The Net::DNS::SEC::Maint package commes with a utility called
dnssecmaint-config that will assist you in generating a configuration file.


=head1 Features, bugs and TODO

The code is dependend on Net::DNS::SEC::Maint::Zone. See the TODO file
in the distribution for more info.

This is code in development stage not ment for further
distribution. Use at your own risk


=head1 COPYRIGHT

Copyright (c) 2001  RIPE NCC.  Author Olaf M. Kolkman

All Rights Reserved

Permission to use, copy, modify, and distribute this software and its
documentation for any purpose and without fee is hereby granted,
provided that the above copyright notice appear in all copies and that
both that copyright notice and this permission notice appear in
supporting documentation, and that the name of the author not be used
in advertising or publicity pertaining to distribution of the software
without specific, written prior permission.

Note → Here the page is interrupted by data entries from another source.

use std::sync::{Arc, RwLock};
use std::time::Duration;

use reqwest::Client;
use thiserror::Error;

use crate::e621::io::Login;
use crate::e621::sender::entries::BulkPostEntry;

pub(crate) mod entries;

/// Base URL of the unrestricted site.
const ADULT_BASE_URL: &str = "https://e621.net";

/// Base URL of the safe-content mirror.
const SAFE_BASE_URL: &str = "https://e926.net";

/// Client identification sent with every request, required by the API's terms.
const CLIENT_ID: &str = concat!("e621_autoviewer/", env!("CARGO_PKG_VERSION"));

/// Request timeout for all API calls.
const REQUEST_TIMEOUT: Duration = Duration::from_secs(30);

/// What can go wrong talking to the API. Transport failures and non-success
/// statuses are kept apart because the fetcher logs them differently, but
/// neither is retried on the same page.
#[derive(Debug, Error)]
pub(crate) enum SearchError {
    /// The server answered with a non-success status code.
    #[error("request failed with HTTP status {0}")]
    Status(u16),
    /// The request never completed, or the response body did not parse.
    #[error("request failed: {0}")]
    Transport(#[from] reqwest::Error),
}

/// Sends all requests to the API. Cloning is cheap and shares the underlying
/// connection pool and the selected base URL, so the scheduler, the fetcher,
/// and the background prefetch task all talk through the same client.
#[derive(Clone)]
pub(crate) struct RequestSender {
    client: Client,
    base_url: Arc<RwLock<String>>,
    auth: Option<(String, String)>,
}

impl RequestSender {
    /// Creates the sender. Credentials are attached only when both the
    /// username and the API key are present in the login file.
    pub(crate) fn new(login: &Login) -> Result<Self, SearchError> {
        let client = Client::builder()
            .user_agent(CLIENT_ID)
            .timeout(REQUEST_TIMEOUT)
            .build()?;
        let auth = if login.is_empty() {
            None
        } else {
            Some((login.username().to_string(), login.api_key().to_string()))
        };

        Ok(RequestSender {
            client,
            base_url: Arc::new(RwLock::new(SAFE_BASE_URL.to_string())),
            auth,
        })
    }

    /// Whether requests carry Basic-auth credentials.
    pub(crate) fn is_authenticated(&self) -> bool {
        self.auth.is_some()
    }

    /// Switches between the adult and safe base URL. Called whenever the
    /// active preset changes, since the rating rule depends on it.
    pub(crate) fn set_adult_base(&self, adult: bool) {
        let base = if adult { ADULT_BASE_URL } else { SAFE_BASE_URL };
        trace!("API base URL set to {base}");
        match self.base_url.write() {
            Ok(mut guard) => *guard = base.to_string(),
            Err(poisoned) => *poisoned.into_inner() = base.to_string(),
        }
    }

    fn base_url(&self) -> String {
        match self.base_url.read() {
            Ok(guard) => guard.clone(),
            Err(poisoned) => poisoned.into_inner().clone(),
        }
    }

    /// Requests one page of posts matching `tags`.
    pub(crate) async fn bulk_search(
        &self,
        tags: &str,
        page: u16,
        limit: u8,
    ) -> Result<BulkPostEntry, SearchError> {
        let url = format!("{}/posts.json", self.base_url());
        let limit = limit.to_string();
        let page = page.to_string();
        let mut request = self.client.get(&url).query(&[
            ("tags", tags),
            ("limit", limit.as_str()),
            ("page", page.as_str()),
            ("_client", CLIENT_ID),
        ]);
        if let Some((username, api_key)) = &self.auth {
            request = request.basic_auth(username, Some(api_key));
        }

        let response = request.send().await?;
        if !response.status().is_success() {
            return Err(SearchError::Status(response.status().as_u16()));
        }

        Ok(response.json::<BulkPostEntry>().await?)
    }

    /// Downloads the raw bytes behind a file URL, used to preload an image
    /// before it is committed to the display.
    pub(crate) async fn get_bytes_from_url(&self, url: &str) -> Result<Vec<u8>, SearchError> {
        let response = self.client.get(url).send().await?;
        if !response.status().is_success() {
            return Err(SearchError::Status(response.status().as_u16()));
        }

        Ok(response.bytes().await?.to_vec())
    }
}
use std::collections::HashSet;

/// Append-only log of every accepted result, with a navigable cursor.
///
/// The cursor is a non-positive offset from the newest entry: 0 is the newest,
/// -1 the one before it, resolving to `length + cursor - 1` in the entry list.
/// Entries are never mutated or removed; unbounded growth over a session is an
/// accepted tradeoff since each entry is one URL and one id, and the seen-set
/// doubles as the duplicate filter for incoming candidates.
#[derive(Debug, Default)]
pub(crate) struct HistoryLog {
    entries: Vec<(String, i64)>,
    seen: HashSet<i64>,
    cursor: i64,
}

impl HistoryLog {
    /// Records a freshly accepted post. The cursor moves one step back because
    /// the new entry is not on screen yet; the scheduler resets it to 0 once
    /// the image is actually displayed.
    pub(crate) fn append(&mut self, url: String, id: i64) {
        self.entries.push((url, id));
        self.seen.insert(id);
        self.cursor -= 1;
    }

    /// Identifiers of every post ever accepted this session.
    pub(crate) fn seen(&self) -> &HashSet<i64> {
        &self.seen
    }

    pub(crate) fn len(&self) -> usize {
        self.entries.len()
    }

    pub(crate) fn cursor(&self) -> i64 {
        self.cursor
    }

    /// Whether the cursor sits on the newest entry.
    pub(crate) fn at_newest(&self) -> bool {
        self.cursor == 0
    }

    /// Snaps the cursor back to the newest entry after a display commit.
    pub(crate) fn reset_cursor(&mut self) {
        self.cursor = 0;
    }

    /// Resolves the cursor to an index into the entry list, if it lands on a
    /// stored entry.
    fn position(&self) -> Option<usize> {
        let index = self.entries.len() as i64 + self.cursor - 1;
        (0..self.entries.len() as i64)
            .contains(&index)
            .then_some(index as usize)
    }

    fn current_url(&self) -> Option<&str> {
        self.position().map(|index| self.entries[index].0.as_str())
    }

    /// Steps one entry further into the past. No-op at the oldest entry.
    pub(crate) fn go_back(&mut self) -> Option<&str> {
        if self.cursor > -(self.entries.len() as i64) + 1 {
            self.cursor -= 1;
            self.current_url()
        } else {
            info!("Already at the oldest history entry");
            None
        }
    }

    /// Steps one entry toward the newest. No-op at the newest entry.
    pub(crate) fn go_forward(&mut self) -> Option<&str> {
        if self.cursor < 0 {
            self.cursor += 1;
            self.current_url()
        } else {
            info!("Already at the newest history entry");
            None
        }
    }
}
//! Per-park recommendation table
//!
//! Static improvement/enhancement/research blocks distilled from sentiment
//! research on visitor reviews. One record per park plus the synthetic
//! "All Parks" aggregate; `recommendation_for` is total and falls back to
//! that aggregate for unknown keys.

use crate::catalog::{RecommendationRecord, ALL_PARKS};

/// All recommendation records, one per park plus the "All Parks" aggregate.
pub const RECOMMENDATIONS: &[RecommendationRecord] = &[
    RecommendationRecord {
        park: "Yellowstone",
        improvements: &[
            "Increase wildlife protection zones and viewing platforms 🦬",
            "Improve facility maintenance schedules for restrooms 🚽",
            "Implement traffic management system during peak seasons 🚦",
        ],
        enhancements: &[
            "Expand guided wolf watching programs 🐺",
            "Create virtual reality geyser experiences 🌋",
            "Develop wildlife tracking apps for visitors 📱",
        ],
        research: "Research shows visitors highly value wildlife viewing experiences in Yellowstone, with social media posts demonstrating positive emotional responses to wildlife sightings.",
    },
    RecommendationRecord {
        park: "Yosemite",
        improvements: &[
            "Implement reservations for popular trails 🥾",
            "Increase shuttle service frequency 🚌",
            "Expand parking capacity at main trailheads 🅿️",
        ],
        enhancements: &[
            "Create more climbing programs for beginners 🧗",
            "Develop stargazing observation points ✨",
            "Add more interpretive hiking trails 🪧",
        ],
        research: "Studies indicate visitors to Yosemite express high satisfaction with scenic beauty but frustration with parking and crowding issues during peak seasons.",
    },
    RecommendationRecord {
        park: "Grand Canyon",
        improvements: &[
            "Expand shade structures at viewpoints ⛱️",
            "Increase water refill stations on trails 💧",
            "Implement tiered pricing structure for different access levels 💰",
        ],
        enhancements: &[
            "Create accessible viewpoints for visitors with disabilities ♿",
            "Develop geology-focused educational programs 🪨",
            "Install time-lapse cameras for erosion education 📷",
        ],
        research: "Analysis of visitor reviews shows extremely high positive sentiment regarding Grand Canyon's scenery, but concerns about fees and facilities.",
    },
    RecommendationRecord {
        park: "Zion",
        improvements: &[
            "Redesign shuttle loading areas to reduce wait times ⏱️",
            "Renovate restroom facilities parkwide 🚻",
            "Implement digital permits for popular hikes to reduce crowding 📲",
        ],
        enhancements: &[
            "Create flash flood awareness programs 🌊",
            "Develop night sky observation areas 🌌",
            "Add more family-friendly short trail options 👨‍👩‍👧‍👦",
        ],
        research: "Sentiment analysis reveals visitor frustration with crowding on popular trails like Angels Landing and concerns about safety in narrow sections.",
    },
    RecommendationRecord {
        park: "Big Bend",
        improvements: &[
            "Improve cellular coverage in emergency areas 📶",
            "Increase water availability at remote trailheads 🚰",
            "Enhance road maintenance in remote areas 🛣️",
        ],
        enhancements: &[
            "Develop dark sky viewing platforms with telescopes 🔭",
            "Create desert ecology educational programs 🌵",
            "Expand guided border culture experiences 🏜️",
        ],
        research: "Reviews highlight exceptional stargazing opportunities and desert landscapes, with neutral to positive sentiment about remote camping experiences.",
    },
    RecommendationRecord {
        park: "Black Canyon",
        improvements: &[
            "Add safety railings at selected viewpoints 🚧",
            "Improve trail marking for difficulty levels 🥾",
            "Expand visitor center educational displays 🏫",
        ],
        enhancements: &[
            "Create guided geology tours 🪨",
            "Develop photography workshops focused on canyon lighting 📸",
            "Add more intermediate hiking options 🏞️",
        ],
        research: "Visitor sentiment shows strong positive reactions to dramatic views but concerns about trail safety and clarity of difficulty ratings.",
    },
    RecommendationRecord {
        park: "Biscayne",
        improvements: &[
            "Enhance boat launch facilities ⛵",
            "Improve reef protection markers 🪸",
            "Increase water quality monitoring 🔍",
        ],
        enhancements: &[
            "Expand guided snorkeling tours with marine biologists 🐠",
            "Create underwater photography programs 📷",
            "Develop coral reef conservation education 🐡",
        ],
        research: "Analysis of reviews indicates high satisfaction with marine wildlife viewing but some concerns about facility maintenance and accessibility.",
    },
    RecommendationRecord {
        park: "Hot Springs",
        improvements: &[
            "Modernize historic bathhouse facilities while preserving character 🏛️",
            "Create more seating areas along promenade 🪑",
            "Improve accessibility options for mobility-limited visitors ♿",
        ],
        enhancements: &[
            "Develop interactive exhibits on thermal water science ♨️",
            "Create historical reenactments of 1920s spa culture 🕰️",
            "Expand wellness programs using natural springs 💆",
        ],
        research: "Sentiment analysis shows mixed opinions about facilities, with positive reactions to historical aspects but desire for modernization of amenities.",
    },
    RecommendationRecord {
        park: "Independence",
        improvements: &[
            "Reduce queue times at Liberty Bell with timed entries ⏳",
            "Enhance signage for self-guided history tours 🪧",
            "Improve accessibility for historic buildings ♿",
        ],
        enhancements: &[
            "Create augmented reality historical experiences 📱",
            "Develop interactive constitutional history programs 📜",
            "Expand living history demonstrations 🎭",
        ],
        research: "Visitors express highly positive sentiment about historical significance and preservation, with suggestions for enhanced interpretive experiences.",
    },
    RecommendationRecord {
        park: "Valley Forge",
        improvements: &[
            "Implement weekend crowd management strategies 👥",
            "Expand parking at popular monuments 🅿️",
            "Create more rest areas along hiking trails 🪑",
        ],
        enhancements: &[
            "Develop Revolutionary War reenactments ⚔️",
            "Create military strategy educational programs 🗺️",
            "Expand winter encampment living history exhibits ❄️",
        ],
        research: "Review analysis indicates concerns about weekend crowding affecting visitor experience at historical monuments.",
    },
    RecommendationRecord {
        park: "Dry Tortugas",
        improvements: &[
            "Increase frequency of ferry service ⛴️",
            "Enhance camping reservations system ⛺",
            "Improve weather shelter facilities ⛈️",
        ],
        enhancements: &[
            "Expand guided snorkeling programs 🤿",
            "Create night sky viewing events 🌠",
            "Develop marine conservation education 🐬",
        ],
        research: "Extremely high positive sentiment in visitor reviews, especially regarding marine wildlife and remote island experience quality.",
    },
    RecommendationRecord {
        park: "Everglades",
        improvements: &[
            "Enhance mosquito management during peak seasons 🦟",
            "Improve accessibility of wilderness waterways 🛶",
            "Create more elevated boardwalks for wildlife viewing 👀",
        ],
        enhancements: &[
            "Develop guided night expeditions 🌙",
            "Create ecosystem restoration education programs 🌿",
            "Expand photography blinds for wildlife viewing 📸",
        ],
        research: "Social media sentiment analysis shows strong positive emotions related to wildlife sightings, especially birds and alligators.",
    },
    RecommendationRecord {
        park: ALL_PARKS,
        improvements: &[
            "Implement timed entry systems to reduce crowding ⏱️",
            "Increase maintenance frequency for restroom facilities 🧹",
            "Consider tiered pricing options 💰",
        ],
        enhancements: &[
            "Develop more wildlife viewing programs 🦉",
            "Add panoramic viewpoint installations 🌅",
            "Create interactive educational displays 📚",
        ],
        research: "Research across multiple parks shows visitors generally express positive sentiment, with joy and anticipation being common emotions in social media posts about park visits.",
    },
];

/// Recommendation record for the aggregate "All Parks" view.
pub fn overall_recommendation() -> &'static RecommendationRecord {
    // The aggregate record always exists; asserted in tests
    RECOMMENDATIONS
        .iter()
        .find(|r| r.park == ALL_PARKS)
        .unwrap_or(&RECOMMENDATIONS[0])
}

/// Look up the recommendation record for a park.
///
/// Total function: an unknown park name returns the "All Parks" aggregate
/// record rather than failing.
pub fn recommendation_for(park: &str) -> &'static RecommendationRecord {
    RECOMMENDATIONS
        .iter()
        .find(|r| r.park == park)
        .unwrap_or_else(|| overall_recommendation())
}

#[cfg(test)]
mod tests {
    use super::*;
    use crate::catalog::Catalog;

    #[test]
    fn test_every_park_has_a_record() {
        let catalog = Catalog::global();
        for park in catalog.parks() {
            assert_eq!(recommendation_for(park.name).park, park.name);
        }
    }

    #[test]
    fn test_table_has_aggregate_record() {
        assert_eq!(RECOMMENDATIONS.len(), 13);
        assert_eq!(overall_recommendation().park, ALL_PARKS);
    }

    #[test]
    fn test_unknown_park_falls_back_to_aggregate() {
        let fallback = recommendation_for("Nonexistent Park");
        assert_eq!(fallback, overall_recommendation());
        assert_eq!(recommendation_for(ALL_PARKS), fallback);
    }

    #[test]
    fn test_records_are_fully_populated() {
        for record in RECOMMENDATIONS {
            assert_eq!(record.improvements.len(), 3, "park {}", record.park);
            assert_eq!(record.enhancements.len(), 3, "park {}", record.park);
            assert!(!record.research.is_empty(), "park {}", record.park);
        }
    }
}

THE AUTHOR DISCLAIMS ALL WARRANTIES WITH REGARD TO THIS SOFTWARE,
INCLUDING ALL IMPLIED WARRANTIES OF MERCHANTABILITY AND FITNESS; IN NO
EVENT SHALL AUTHOR BE LIABLE FOR ANY SPECIAL, INDIRECT OR
CONSEQUENTIAL DAMAGES OR ANY DAMAGES WHATSOEVER RESULTING FROM LOSS OF
USE, DATA OR PROFITS, WHETHER IN AN ACTION OF CONTRACT, NEGLIGENCE OR
OTHER TORTIOUS ACTION, ARISING OUT OF OR IN CONNECTION WITH THE USE OR
PERFORMANCE OF THIS SOFTWARE.






=head1 SEE ALSO

L<Net::DNS::SEC::Maint::User>,  L<Net::DNS::SEC::Maint::Key>, dnssec-signzone

=cut